To do:
Repeat the lines below exactly as written, please, from the line with "let visible = self.root.shown" to the line with "pub struct ScaleState", both lines included, and no others.

Data to examine:
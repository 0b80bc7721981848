use image::RgbaImage;

use super::node::ViewKind;
use super::tree::BoundsOrigin;
use super::{ViewId, ViewTree};
use crate::error::{ViewError, ViewResult};
use crate::geometry::Rect;
use crate::style::Color;
use crate::ui::{SurfaceEvent, ViewEvent};

/// An externally rendered surface (a web page, a video layer) embedded as a
/// leaf node.
///
/// The tree forwards geometry and visibility; the surface reports its own
/// events back through `take_events`, which is drained once per frame.
pub trait HostedSurface {
    fn bounds(&self) -> Rect;

    fn set_bounds(&mut self, bounds: Rect);

    fn set_visible(&mut self, visible: bool);

    /// Suspends rendering and script work while hidden.
    fn set_frozen(&mut self, _frozen: bool) {}

    /// False until the surface has produced its first frame.
    fn is_frame_ready(&self) -> bool {
        true
    }

    fn take_events(&mut self) -> Vec<SurfaceEvent>;

    fn set_background_color(&mut self, _color: Color) {}

    fn set_click_through(&mut self, _click_through: bool) {}
}

/// Grabs the last presented frame of a surface as encoded image bytes.
pub trait FrameCapturer {
    fn capture(&mut self, surface: &dyn HostedSurface) -> ViewResult<Vec<u8>>;
}

#[derive(Clone, Debug, Default)]
pub struct HideOptions {
    pub freeze: bool,
    /// Capture the current frame through the installed `FrameCapturer` and
    /// show it while hidden. Takes precedence over `placeholder`.
    pub capture_last_frame: bool,
    pub placeholder: Option<RgbaImage>,
}

/// What the compositor paints for a hosted surface.
#[derive(Clone, Copy, Debug, PartialEq, Eq)]
pub enum SurfacePaint {
    Live,
    Placeholder,
    /// Shown but no frame produced yet.
    Pending,
    /// Hidden without a placeholder; only the node's background paints.
    Hidden,
}

pub(crate) struct SurfaceState {
    pub(crate) surface: Box<dyn HostedSurface>,
    pub(crate) placeholder: Option<RgbaImage>,
    pub(crate) hidden: bool,
    pub(crate) frozen: bool,
    pub(crate) block_resizing: bool,
    /// Last visibility forwarded to the surface.
    pub(crate) shown: bool,
}

impl SurfaceState {
    pub(crate) fn paint_source(&self) -> SurfacePaint {
        match (self.hidden, &self.placeholder) {
            (true, Some(_)) => SurfacePaint::Placeholder,
            (true, None) => SurfacePaint::Hidden,
            (false, _) if self.surface.is_frame_ready() => SurfacePaint::Live,
            (false, _) => SurfacePaint::Pending,
        }
    }
}

impl ViewTree {
    /// Wraps `surface` in a new detached leaf. The node adopts the surface's
    /// current bounds when they are finite.
    pub fn create_hosted_surface_view(&mut self, mut surface: Box<dyn HostedSurface>) -> ViewId {
        let initial = surface.bounds();
        surface.set_visible(false);
        let view = self.insert_node(ViewKind::Surface(Box::new(SurfaceState {
            surface,
            placeholder: None,
            hidden: false,
            frozen: false,
            block_resizing: false,
            shown: false,
        })));
        if initial.is_finite()
            && let Err(err) = self.apply_bounds(view, initial, None, None, BoundsOrigin::Direct)
        {
            tracing::warn!(?view, %err, "surface bounds not adopted");
        }
        view
    }

    fn surface_state(&self, view: ViewId) -> ViewResult<&SurfaceState> {
        self.node(view)?
            .surface()
            .ok_or(ViewError::NotHostedSurface(view))
    }

    fn surface_state_mut(&mut self, view: ViewId) -> ViewResult<&mut SurfaceState> {
        self.node_mut(view)?
            .surface_mut()
            .ok_or(ViewError::NotHostedSurface(view))
    }

    /// Hides the live surface behind a placeholder.
    ///
    /// Capturing needs a realized node and an installed capturer. On error
    /// the surface stays as it was.
    pub fn hide_surface(&mut self, view: ViewId, options: HideOptions) -> ViewResult<()> {
        self.surface_state(view)?;
        let placeholder = if options.capture_last_frame {
            self.require_realized(view)?;
            let Some(capturer) = self.capturer.as_mut() else {
                return Err(ViewError::capture("no frame capturer installed"));
            };
            let Some(state) = self.nodes[view].surface() else {
                return Err(ViewError::NotHostedSurface(view));
            };
            let bytes = capturer.capture(state.surface.as_ref())?;
            let image = image::load_from_memory(&bytes)?.to_rgba8();
            tracing::debug!(
                ?view,
                width = image.width(),
                height = image.height(),
                "surface frame captured"
            );
            Some(image)
        } else {
            options.placeholder
        };

        let state = self.surface_state_mut(view)?;
        state.placeholder = placeholder;
        state.hidden = true;
        if options.freeze && !state.frozen {
            state.frozen = true;
            state.surface.set_frozen(true);
        }
        self.sync_surface_visibility(view);
        self.compositor.request_redraw();
        Ok(())
    }

    /// Drops the placeholder, unfreezes and shows the live surface again.
    pub fn show_surface(&mut self, view: ViewId) -> ViewResult<()> {
        let state = self.surface_state_mut(view)?;
        state.placeholder = None;
        state.hidden = false;
        if state.frozen {
            state.frozen = false;
            state.surface.set_frozen(false);
        }
        self.sync_surface_visibility(view);
        self.compositor.request_redraw();
        Ok(())
    }

    pub fn is_surface_hidden(&self, view: ViewId) -> ViewResult<bool> {
        Ok(self.surface_state(view)?.hidden)
    }

    /// While set, the parent's layout pass leaves this node's bounds alone.
    pub fn set_block_resizing(&mut self, view: ViewId, block: bool) -> ViewResult<()> {
        self.surface_state_mut(view)?.block_resizing = block;
        Ok(())
    }

    pub fn is_resizing_blocked(&self, view: ViewId) -> ViewResult<bool> {
        Ok(self.surface_state(view)?.block_resizing)
    }

    pub fn surface_placeholder(&self, view: ViewId) -> ViewResult<Option<&RgbaImage>> {
        Ok(self.surface_state(view)?.placeholder.as_ref())
    }

    pub fn surface_paint_source(&self, view: ViewId) -> ViewResult<SurfacePaint> {
        Ok(self.surface_state(view)?.paint_source())
    }

    /// Forwards effective visibility to every surface under `view`.
    pub(crate) fn sync_surface_visibility(&mut self, view: ViewId) {
        for id in self.subtree(view) {
            if !self.nodes[id].is_hosted_surface() {
                continue;
            }
            let visible = self.root.shown && self.is_realized(id) && self.is_tree_visible(id);
            let Some(state) = self.nodes[id].surface_mut() else {
                continue;
            };
            let visible = visible && !state.hidden;
            if state.shown != visible {
                state.shown = visible;
                state.surface.set_visible(visible);
                tracing::trace!(view = ?id, visible, "surface visibility forwarded");
            }
        }
    }

    /// Queues everything the surfaces reported since the last frame.
    pub(crate) fn drain_surface_events(&mut self) {
        for (view, node) in self.nodes.iter_mut() {
            let Some(state) = node.surface_mut() else {
                continue;
            };
            for event in state.surface.take_events() {
                self.events.push(ViewEvent::Surface { view, event });
            }
        }
    }
}
use std::sync::atomic::{AtomicU64, Ordering};

use bitflags::bitflags;
use glam::Vec2;

use super::scroll::ScrollState;
use super::surface::SurfaceState;
use super::{NativeId, ViewId};
use crate::geometry::{Insets, Point, Rect, Scale};
use crate::style::{Color, RoundedCorners};

fn next_view_id() -> u64 {
    static NEXT_ID: AtomicU64 = AtomicU64::new(1);
    NEXT_ID.fetch_add(1, Ordering::Relaxed)
}

bitflags! {
    #[derive(Clone, Copy, Debug, PartialEq, Eq)]
    pub struct ViewFlags: u8 {
        const VISIBLE = 1 << 0;
        const MOUSE_EVENTS = 1 << 1;
        const MOUSE_TRACKING = 1 << 2;
        const CLICK_THROUGH = 1 << 3;
        const FOCUSABLE = 1 << 4;
    }
}

impl Default for ViewFlags {
    fn default() -> Self {
        Self::VISIBLE
    }
}

bitflags! {
    /// Bounds components that follow the parent's size during a layout pass.
    #[derive(Clone, Copy, Debug, Default, PartialEq, Eq)]
    pub struct Autoresize: u8 {
        const WIDTH = 1 << 0;
        const HEIGHT = 1 << 1;
    }
}

/// Scale transform of a node.
///
/// `frame_scale` is the part already baked into `bounds` by adjust-frame
/// scaling; the remainder is a paint-time transform about `anchor`, which is
/// kept relative to the bounds origin.
#[derive(Clone, Copy, Debug, PartialEq)]
pub struct ScaleState {
    pub scale: Scale,
    pub frame_scale: Scale,
    pub anchor: Point,
}

impl Default for ScaleState {
    fn default() -> Self {
        Self {
            scale: Scale::IDENTITY,
            frame_scale: Scale::IDENTITY,
            anchor: Point::ZERO,
        }
    }
}

impl ScaleState {
    pub fn visual_scale(&self) -> Scale {
        self.scale.relative_to(self.frame_scale)
    }

    pub fn view_bounds(&self, bounds: &Rect) -> Rect {
        let visual = self.visual_scale();
        if visual == Scale::IDENTITY {
            return *bounds;
        }
        let anchor = bounds.origin() + self.anchor;
        bounds.scaled_about(anchor, visual.x, visual.y)
    }
}

pub(crate) enum ViewKind {
    Container,
    Scroll(Box<ScrollState>),
    Surface(Box<SurfaceState>),
}

/// One node of the view tree.
pub struct ViewNode {
    pub(crate) id: u64,
    pub(crate) native_id: Option<NativeId>,
    pub(crate) parent: Option<ViewId>,
    pub(crate) children: Vec<ViewId>,
    pub(crate) native_order: Vec<ViewId>,
    pub(crate) bounds: Rect,
    pub(crate) transform: ScaleState,
    pub(crate) z_index: i32,
    pub(crate) clipping_insets: Insets,
    pub(crate) background_color: Option<Color>,
    pub(crate) rounded_corners: RoundedCorners,
    pub(crate) opacity: f32,
    pub(crate) flags: ViewFlags,
    pub(crate) autoresize: Autoresize,
    pub(crate) kind: ViewKind,
}

impl ViewNode {
    pub(crate) fn new(kind: ViewKind) -> Self {
        Self {
            id: next_view_id(),
            native_id: None,
            parent: None,
            children: Vec::new(),
            native_order: Vec::new(),
            bounds: Rect::ZERO,
            transform: ScaleState::default(),
            z_index: 0,
            clipping_insets: Insets::ZERO,
            background_color: None,
            rounded_corners: RoundedCorners::NONE,
            opacity: 1.0,
            flags: ViewFlags::default(),
            autoresize: Autoresize::empty(),
            kind,
        }
    }

    pub fn id(&self) -> u64 {
        self.id
    }

    pub fn native_id(&self) -> Option<NativeId> {
        self.native_id
    }

    pub fn parent(&self) -> Option<ViewId> {
        self.parent
    }

    /// Target bounds; in-flight animations are not reflected.
    pub fn bounds(&self) -> Rect {
        self.bounds
    }

    /// Rectangle actually occupied after the scale transform.
    pub fn view_bounds(&self) -> Rect {
        self.transform.view_bounds(&self.bounds)
    }

    pub fn scale_x(&self) -> f32 {
        self.transform.scale.x
    }

    pub fn scale_y(&self) -> f32 {
        self.transform.scale.y
    }

    pub fn z_index(&self) -> i32 {
        self.z_index
    }

    pub fn clipping_insets(&self) -> Insets {
        self.clipping_insets
    }

    pub fn background_color(&self) -> Option<Color> {
        self.background_color
    }

    pub fn rounded_corners(&self) -> RoundedCorners {
        self.rounded_corners
    }

    pub fn opacity(&self) -> f32 {
        self.opacity
    }

    pub fn is_visible(&self) -> bool {
        self.flags.contains(ViewFlags::VISIBLE)
    }

    pub fn is_click_through(&self) -> bool {
        self.flags.contains(ViewFlags::CLICK_THROUGH)
    }

    pub fn is_focusable(&self) -> bool {
        self.flags.contains(ViewFlags::FOCUSABLE)
    }

    pub fn flags(&self) -> ViewFlags {
        self.flags
    }

    pub fn autoresize(&self) -> Autoresize {
        self.autoresize
    }

    pub fn is_scroll_view(&self) -> bool {
        matches!(self.kind, ViewKind::Scroll(_))
    }

    pub fn is_hosted_surface(&self) -> bool {
        matches!(self.kind, ViewKind::Surface(_))
    }

    pub(crate) fn scroll(&self) -> Option<&ScrollState> {
        match &self.kind {
            ViewKind::Scroll(state) => Some(state),
            _ => None,
        }
    }

    pub(crate) fn scroll_mut(&mut self) -> Option<&mut ScrollState> {
        match &mut self.kind {
            ViewKind::Scroll(state) => Some(state),
            _ => None,
        }
    }

    pub(crate) fn surface(&self) -> Option<&SurfaceState> {
        match &self.kind {
            ViewKind::Surface(state) => Some(state),
            _ => None,
        }
    }

    pub(crate) fn surface_mut(&mut self) -> Option<&mut SurfaceState> {
        match &mut self.kind {
            ViewKind::Surface(state) => Some(state),
            _ => None,
        }
    }

    /// Local clip rectangle applied to children.
    pub(crate) fn child_clip_rect(&self) -> Rect {
        Rect::from_origin_size(Point::ZERO, self.bounds.size()).inset(self.clipping_insets)
    }

    /// Maps a point in this node's local space into its children's space.
    pub(crate) fn local_to_child_space(&self, local: Vec2) -> Vec2 {
        match self.scroll() {
            Some(scroll) => local / scroll.zoom_factor + scroll.scroll_position.to_vec2(),
            None => local,
        }
    }
}

#[cfg(test)]
mod tests {
    use super::*;

    #[test]
    fn ids_are_unique_per_node() {
        let a = ViewNode::new(ViewKind::Container);
        let b = ViewNode::new(ViewKind::Container);
        assert_ne!(a.id(), b.id());
        assert!(a.native_id().is_none());
        assert!(a.is_visible());
        assert_eq!(a.z_index(), 0);
    }

    #[test]
    fn view_bounds_follow_paint_scale_about_anchor() {
        let bounds = Rect::new(10.0, 10.0, 100.0, 50.0);
        let state = ScaleState {
            scale: Scale::new(0.5, 0.5),
            frame_scale: Scale::IDENTITY,
            anchor: Point::new(50.0, 25.0),
        };
        assert_eq!(state.view_bounds(&bounds), Rect::new(35.0, 22.5, 50.0, 25.0));

        let baked = ScaleState {
            frame_scale: Scale::new(0.5, 0.5),
            ..state
        };
        assert_eq!(baked.view_bounds(&bounds), bounds);
    }

    #[test]
    fn child_clip_rect_applies_insets_locally() {
        let mut node = ViewNode::new(ViewKind::Container);
        node.bounds = Rect::new(200.0, 300.0, 100.0, 80.0);
        node.clipping_insets = Insets::new(10.0, 5.0, 10.0, 5.0);
        assert_eq!(node.child_clip_rect(), Rect::new(5.0, 10.0, 90.0, 60.0));
    }
}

Exercise response:
            let visible = self.root.shown && self.is_realized(id) && self.is_tree_visible(id);
            let Some(state) = self.nodes[id].surface_mut() else {
                continue;
            };
            let visible = visible && !state.hidden;
            if state.shown != visible {
                state.shown = visible;
                state.surface.set_visible(visible);
                tracing::trace!(view = ?id, visible, "surface visibility forwarded");
            }
        }
    }

    /// Queues everything the surfaces reported since the last frame.
    pub(crate) fn drain_surface_events(&mut self) {
        for (view, node) in self.nodes.iter_mut() {
            let Some(state) = node.surface_mut() else {
                continue;
            };
            for event in state.surface.take_events() {
                self.events.push(ViewEvent::Surface { view, event });
            }
        }
    }
}
use std::sync::atomic::{AtomicU64, Ordering};

use bitflags::bitflags;
use glam::Vec2;

use super::scroll::ScrollState;
use super::surface::SurfaceState;
use super::{NativeId, ViewId};
use crate::geometry::{Insets, Point, Rect, Scale};
use crate::style::{Color, RoundedCorners};

fn next_view_id() -> u64 {
    static NEXT_ID: AtomicU64 = AtomicU64::new(1);
    NEXT_ID.fetch_add(1, Ordering::Relaxed)
}

bitflags! {
    #[derive(Clone, Copy, Debug, PartialEq, Eq)]
    pub struct ViewFlags: u8 {
        const VISIBLE = 1 << 0;
        const MOUSE_EVENTS = 1 << 1;
        const MOUSE_TRACKING = 1 << 2;
        const CLICK_THROUGH = 1 << 3;
        const FOCUSABLE = 1 << 4;
    }
}

impl Default for ViewFlags {
    fn default() -> Self {
        Self::VISIBLE
    }
}

bitflags! {
    /// Bounds components that follow the parent's size during a layout pass.
    #[derive(Clone, Copy, Debug, Default, PartialEq, Eq)]
    pub struct Autoresize: u8 {
        const WIDTH = 1 << 0;
        const HEIGHT = 1 << 1;
    }
}

/// Scale transform of a node.
///
/// `frame_scale` is the part already baked into `bounds` by adjust-frame
/// scaling; the remainder is a paint-time transform about `anchor`, which is
/// kept relative to the bounds origin.
#[derive(Clone, Copy, Debug, PartialEq)]
pub struct ScaleState {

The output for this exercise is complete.